Due anni dopo: un’eredità complessa
Dopo l’arresto, Messina Denaro fu trasferito nel carcere di massima sicurezza de L’Aquila, dove ricevette cure per il tumore al colon che lo affliggeva. La malattia lo condusse alla morte il 25 settembre dello stesso anno, ma non prima che emergessero dettagli sulla rete di protezione che lo aveva aiutato a sfuggire alla giustizia per tre decenni. In questi due anni, le indagini hanno portato a numerosi arresti tra i suoi fedelissimi e i membri della Famiglia Bonafede, centrale nel suo supporto logistico. Le forze dell’ordine hanno continuato a smantellare la rete di connivenze.
I diari, le foto, gli interrogativi senza risposte...

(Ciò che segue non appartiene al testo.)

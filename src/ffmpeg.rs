use crate::progress::{ProgressHandle, Task};

use anyhow::{bail, Context, Result};
use std::collections::VecDeque;
use std::ffi::{OsStr, OsString};
use std::fmt;
use std::io::{self, BufRead, BufReader, Read};
use std::path::{Path, PathBuf};
use std::process::{Command, ExitStatus, Stdio};
use std::thread::JoinHandle;
use std::time::{Duration, Instant};

const STDERR_TAIL_LINES: usize = 20;

/// Executables the pipeline shells out to.
#[derive(Debug, Clone)]
pub struct Tools {
    pub ffmpeg: PathBuf,
    pub ffprobe: PathBuf,
}

impl Default for Tools {
    fn default() -> Self {
        Self {
            ffmpeg: PathBuf::from("ffmpeg"),
            ffprobe: PathBuf::from("ffprobe"),
        }
    }
}

pub fn ensure_tool_available(program: &Path) -> Result<()> {
    let out = Command::new(program)
        .arg("-version")
        .output()
        .with_context(|| format!("failed to run {} -version", program.display()))?;
    if !out.status.success() {
        bail!(
            "{} exists but returned non-zero on -version",
            program.display()
        );
    }
    Ok(())
}

/// Output-side encoder settings shared by the clip and composite encodes.
#[derive(Debug, Clone)]
pub struct EncodeOptions {
    pub pix_fmt: String,
    pub crf: Option<u8>,
    /// Per-process `-threads`; `None` lets ffmpeg decide.
    pub threads: Option<usize>,
}

impl Default for EncodeOptions {
    fn default() -> Self {
        Self {
            pix_fmt: "yuv420p".to_string(),
            crf: None,
            threads: None,
        }
    }
}

impl EncodeOptions {
    pub fn output_args(&self) -> Vec<OsString> {
        let mut args: Vec<OsString> = vec![];
        args.push("-c:v".into());
        args.push("libx264".into());
        if let Some(crf) = self.crf {
            args.push("-crf".into());
            args.push(crf.to_string().into());
        }
        args.push("-pix_fmt".into());
        args.push(self.pix_fmt.clone().into());
        if let Some(t) = self.threads {
            args.push("-threads".into());
            args.push(t.max(1).to_string().into());
        }
        // reproducible container and stream headers across reruns
        for a in ["-map_metadata", "-1", "-fflags", "+bitexact", "-flags:v", "+bitexact"] {
            args.push(a.into());
        }
        args
    }
}

/// One ffmpeg invocation producing one output file.
#[derive(Debug, Clone)]
pub struct FfmpegJob {
    pub task: Task,
    pub program: PathBuf,
    pub args: Vec<OsString>,
    pub output: PathBuf,
}

impl FfmpegJob {
    /// Starts the argument list with the flags every job shares.
    pub fn new(task: Task, program: &Path, output: &Path) -> Self {
        let mut job = Self {
            task,
            program: program.to_path_buf(),
            args: vec![],
            output: output.to_path_buf(),
        };
        job.args_mut([
            "-hide_banner",
            "-nostdin",
            "-loglevel",
            "error",
            "-nostats",
            "-progress",
            "pipe:1",
            "-y",
        ]);
        job
    }

    pub fn arg(&mut self, a: impl AsRef<OsStr>) -> &mut Self {
        self.args.push(a.as_ref().to_os_string());
        self
    }

    pub fn args_mut<I, S>(&mut self, args: I) -> &mut Self
    where
        I: IntoIterator<Item = S>,
        S: AsRef<OsStr>,
    {
        for a in args {
            self.arg(a);
        }
        self
    }

    /// Appends encoder settings and the output path; call last.
    pub fn finish(&mut self, options: &EncodeOptions) -> &mut Self {
        let out = self.output.clone();
        self.args_mut(options.output_args()).arg(out)
    }

    pub fn command_line(&self) -> String {
        std::iter::once(self.program.as_os_str())
            .chain(self.args.iter().map(OsString::as_os_str))
            .map(|a| shell_quote(&a.to_string_lossy()))
            .collect::<Vec<_>>()
            .join(" ")
    }
}

#[derive(Debug, Clone)]
pub struct JobOutcome {
    pub output: PathBuf,
    pub frames: u64,
    pub elapsed: Duration,
}

/// ffmpeg ran but exited unsuccessfully. Carries the exit code so `main` can mirror it.
#[derive(Debug, Clone)]
pub struct ToolFailure {
    pub label: String,
    pub output: PathBuf,
    pub status: String,
    pub code: Option<i32>,
    pub frames: u64,
    pub stderr_tail: Vec<String>,
}

impl fmt::Display for ToolFailure {
    fn fmt(&self, f: &mut fmt::Formatter<'_>) -> fmt::Result {
        write!(
            f,
            "ffmpeg failed stage={} output={} status={} frames={}",
            self.label,
            self.output.display(),
            self.status,
            self.frames
        )?;
        if self.stderr_tail.is_empty() {
            write!(f, " stderr_tail=<no ffmpeg stderr>")
        } else {
            for line in &self.stderr_tail {
                write!(f, "\n  {}", line)?;
            }
            Ok(())
        }
    }
}

impl std::error::Error for ToolFailure {}

impl ToolFailure {
    fn from_status(job: &FfmpegJob, status: ExitStatus, frames: u64, stderr_tail: Vec<String>) -> Self {
        Self {
            label: job.task.to_string(),
            output: job.output.clone(),
            status: status.to_string(),
            code: status.code(),
            frames,
            stderr_tail,
        }
    }
}

/// Runs the job to completion, reporting `frame=` progress under the job's task.
pub fn run_job(job: &FfmpegJob, progress: &ProgressHandle) -> Result<JobOutcome> {
    let started = Instant::now();
    progress.start_task(job.task);

    let mut child = Command::new(&job.program)
        .args(&job.args)
        .stdin(Stdio::null())
        .stdout(Stdio::piped())
        .stderr(Stdio::piped())
        .spawn()
        .with_context(|| format!("spawn {} for {}", job.program.display(), job.task))?;

    let stderr_handle = child.stderr.take().map(spawn_stderr_collector);
    let mut frames = 0u64;
    let read_error = match child.stdout.take() {
        Some(stdout) => follow_progress(stdout, |n| {
            if n > frames {
                frames = n;
                progress.task_frames(job.task, n);
            }
        })
        .err(),
        None => Some(io::Error::new(io::ErrorKind::BrokenPipe, "ffmpeg stdout missing")),
    };

    // the child is always reaped and its stderr drained, even after a read error
    let status = child
        .wait()
        .with_context(|| format!("wait for ffmpeg ({})", job.task))?;
    let stderr_tail = stderr_handle
        .and_then(|h| h.join().ok())
        .unwrap_or_default();
    if !status.success() {
        progress.finish_task(job.task, false);
        return Err(ToolFailure::from_status(job, status, frames, stderr_tail).into());
    }
    if let Some(e) = read_error {
        progress.finish_task(job.task, false);
        return Err(anyhow::Error::new(e).context(format!("read ffmpeg progress ({})", job.task)));
    }

    progress.finish_task(job.task, true);
    Ok(JobOutcome {
        output: job.output.clone(),
        frames,
        elapsed: started.elapsed(),
    })
}

/// Feeds every `frame=` value to `on_frame` until EOF. Lines need not be UTF-8.
fn follow_progress(stdout: impl Read, mut on_frame: impl FnMut(u64)) -> io::Result<()> {
    let mut reader = BufReader::new(stdout);
    let mut buf = Vec::new();
    loop {
        buf.clear();
        if reader.read_until(b'\n', &mut buf)? == 0 {
            return Ok(());
        }
        if let Some(n) = parse_frame_line(&String::from_utf8_lossy(&buf)) {
            on_frame(n);
        }
    }
}

/// `-progress` emits `key=value` lines; only the frame counter matters here.
fn parse_frame_line(line: &str) -> Option<u64> {
    let (key, value) = line.trim().split_once('=')?;
    if key.trim() != "frame" {
        return None;
    }
    value.trim().parse().ok()
}

fn spawn_stderr_collector(stderr: impl Read + Send + 'static) -> JoinHandle<Vec<String>> {
    std::thread::spawn(move || {
        let mut lines = VecDeque::new();
        let mut reader = BufReader::new(stderr);
        let mut buf = Vec::new();

        loop {
            buf.clear();
            let read = reader.read_until(b'\n', &mut buf).unwrap_or(0);
            if read == 0 {
                break;
            }
            let cleaned = String::from_utf8_lossy(&buf).trim_end().to_string();
            if cleaned.trim().is_empty() {
                continue;
            }
            lines.push_back(cleaned);
            if lines.len() > STDERR_TAIL_LINES {
                lines.pop_front();
            }
        }

        lines.into_iter().collect::<Vec<_>>()
    })
}

fn shell_quote(arg: &str) -> String {
    let plain = !arg.is_empty()
        && arg
            .bytes()
            .all(|b| b.is_ascii_alphanumeric() || b"_-./%:=+,@".contains(&b));
    if plain {
        arg.to_string()
    } else {
        format!("'{}'", arg.replace('\'', r"'\''"))
    }
}

#[cfg(test)]
mod tests {
    use super::*;
    use crate::layout::StreamKind;
    use crate::progress::ProgressReporter;

    #[cfg(unix)]
    fn sh_job(script: &str) -> FfmpegJob {
        FfmpegJob {
            task: Task::Clip(StreamKind::Depth),
            program: PathBuf::from("sh"),
            args: vec!["-c".into(), script.into()],
            output: PathBuf::from("fake.mp4"),
        }
    }

    #[test]
    fn frame_lines_parse_and_others_are_skipped() {
        assert_eq!(parse_frame_line("frame=42\n"), Some(42));
        assert_eq!(parse_frame_line("frame= 7"), Some(7));
        assert_eq!(parse_frame_line("fps=23.98"), None);
        assert_eq!(parse_frame_line("progress=end"), None);
        assert_eq!(parse_frame_line("garbage"), None);
    }

    #[test]
    fn job_arguments_start_with_shared_flags_and_end_with_output() {
        let mut job = FfmpegJob::new(
            Task::Clip(StreamKind::Camera),
            Path::new("ffmpeg"),
            Path::new("out/x.mp4"),
        );
        job.args_mut(["-framerate", "24"]).finish(&EncodeOptions::default());

        let args = job
            .args
            .iter()
            .map(|a| a.to_string_lossy().to_string())
            .collect::<Vec<_>>();
        assert_eq!(args.first().map(String::as_str), Some("-hide_banner"));
        assert!(args.iter().any(|a| a == "-y"));
        assert!(args.windows(2).any(|w| w == ["-progress", "pipe:1"]));
        assert!(args.windows(2).any(|w| w == ["-pix_fmt", "yuv420p"]));
        assert!(args.windows(2).any(|w| w == ["-fflags", "+bitexact"]));
        assert_eq!(args.last().map(String::as_str), Some("out/x.mp4"));
    }

    #[test]
    fn crf_and_threads_are_optional() {
        let opts = EncodeOptions {
            crf: Some(18),
            threads: Some(0),
            ..EncodeOptions::default()
        };
        let args = opts
            .output_args()
            .into_iter()
            .map(|a| a.to_string_lossy().to_string())
            .collect::<Vec<_>>();
        assert!(args.windows(2).any(|w| w == ["-crf", "18"]));
        assert!(args.windows(2).any(|w| w == ["-threads", "1"]));

        let plain = EncodeOptions::default().output_args();
        assert!(!plain.iter().any(|a| a == "-crf" || a == "-threads"));
    }

    #[test]
    fn command_line_quotes_only_when_needed() {
        assert_eq!(shell_quote("west_coast_%06d.png"), "west_coast_%06d.png");
        assert_eq!(shell_quote("my frames/a.png"), "'my frames/a.png'");
        assert_eq!(shell_quote("it's"), r"'it'\''s'");
        assert_eq!(shell_quote(""), "''");
    }

    #[test]
    fn failure_message_keeps_stderr_lines_verbatim() {
        let failure = ToolFailure {
            label: "clip depth".to_string(),
            output: PathBuf::from("italy_depth.mp4"),
            status: "exit status: 1".to_string(),
            code: Some(1),
            frames: 0,
            stderr_tail: vec!["italy_%06d_depth.png: No such file or directory".to_string()],
        };
        let text = failure.to_string();
        assert!(text.contains("stage=clip depth"));
        assert!(text.contains("\n  italy_%06d_depth.png: No such file or directory"));
    }

    #[cfg(unix)]
    #[test]
    fn run_job_surfaces_exit_code_of_failing_tool() {
        let (_reporter, handle) = ProgressReporter::quiet("test");
        let job = sh_job("echo frame=3; echo boom >&2; exit 3");

        let err = run_job(&job, &handle).expect_err("sh exits 3");
        let failure = err.downcast_ref::<ToolFailure>().expect("typed failure");
        assert_eq!(failure.code, Some(3));
        assert_eq!(failure.frames, 3);
        assert_eq!(failure.label, "clip depth");
        assert_eq!(failure.stderr_tail, vec!["boom".to_string()]);
    }

    #[cfg(unix)]
    #[test]
    fn non_utf8_output_still_yields_the_tool_failure() {
        let (_reporter, handle) = ProgressReporter::quiet("test");
        let job = sh_job("printf 'frame=1\\n\\377\\n'; printf 'bad \\377 byte\\n' >&2; exit 7");

        let err = run_job(&job, &handle).expect_err("sh exits 7");
        let failure = err.downcast_ref::<ToolFailure>().expect("typed failure");
        assert_eq!(failure.code, Some(7));
        assert_eq!(failure.frames, 1);
        assert_eq!(failure.label, "clip depth");
        assert_eq!(failure.stderr_tail.len(), 1);
        assert!(failure.stderr_tail[0].starts_with("bad "));
    }

    #[cfg(unix)]
    #[test]
    fn run_job_counts_progress_frames() {
        let (reporter, handle) = ProgressReporter::quiet("test");
        let job = sh_job("printf 'frame=2\\nprogress=continue\\n\\377\\nframe=5\\nprogress=end\\n'");

        let outcome = run_job(&job, &handle).expect("sh exits 0");
        assert_eq!(outcome.frames, 5);
        assert_eq!(reporter.finish("done").frames, 5);
    }
}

Il 16 gennaio 2023 non è stata solo la data della cattura di un criminale, ma un momento di svolta nella percezione della lotta alla mafia. La cattura di Messina Denaro ha segnato la fine dell’era dei grandi capi stragisti di Cosa Nostra, lasciando in piedi unicamente il “sentire mafioso,” una cultura ancora radicata ma sempre più isolata. Due anni dopo c'è la consapevolezza che la lotta alla mafia è tutt’altro che conclusa. La scoperta dei "diari" di Matteo Messina Denaro rivela un documento complesso e manipolatorio, in cui il boss mescola verità e falsità per confondere il lettore. Attraverso una retorica grezza ma efficace, il mafioso affronta temi personali e universali, dalla famiglia alla giustizia, fino alla religione e alla violenza. Un elemento ricorrente è la sua ossessione per la figlia Lorenza, che per anni ha rifiutato di vederlo. Questi documenti forniscono una prospettiva unica sulla sua mente e sulle dinamiche interne di Cosa nostra, pur lasciando molti interrogativi aperti. A due anni dal suo arresto, i frammenti della sua vita — tra foto, scritti e ricordi — delineano un personaggio complesso, tra potere, ferocia e il desiderio narcisistico di lasciare un’impronta emotiva nella memoria della figlia e della società. A due anni dall’arresto del boss a Palermo, rimangono però molti interrogativi sulla sua latitanza e sulle sue relazioni personali che hanno contribuito a favorirla.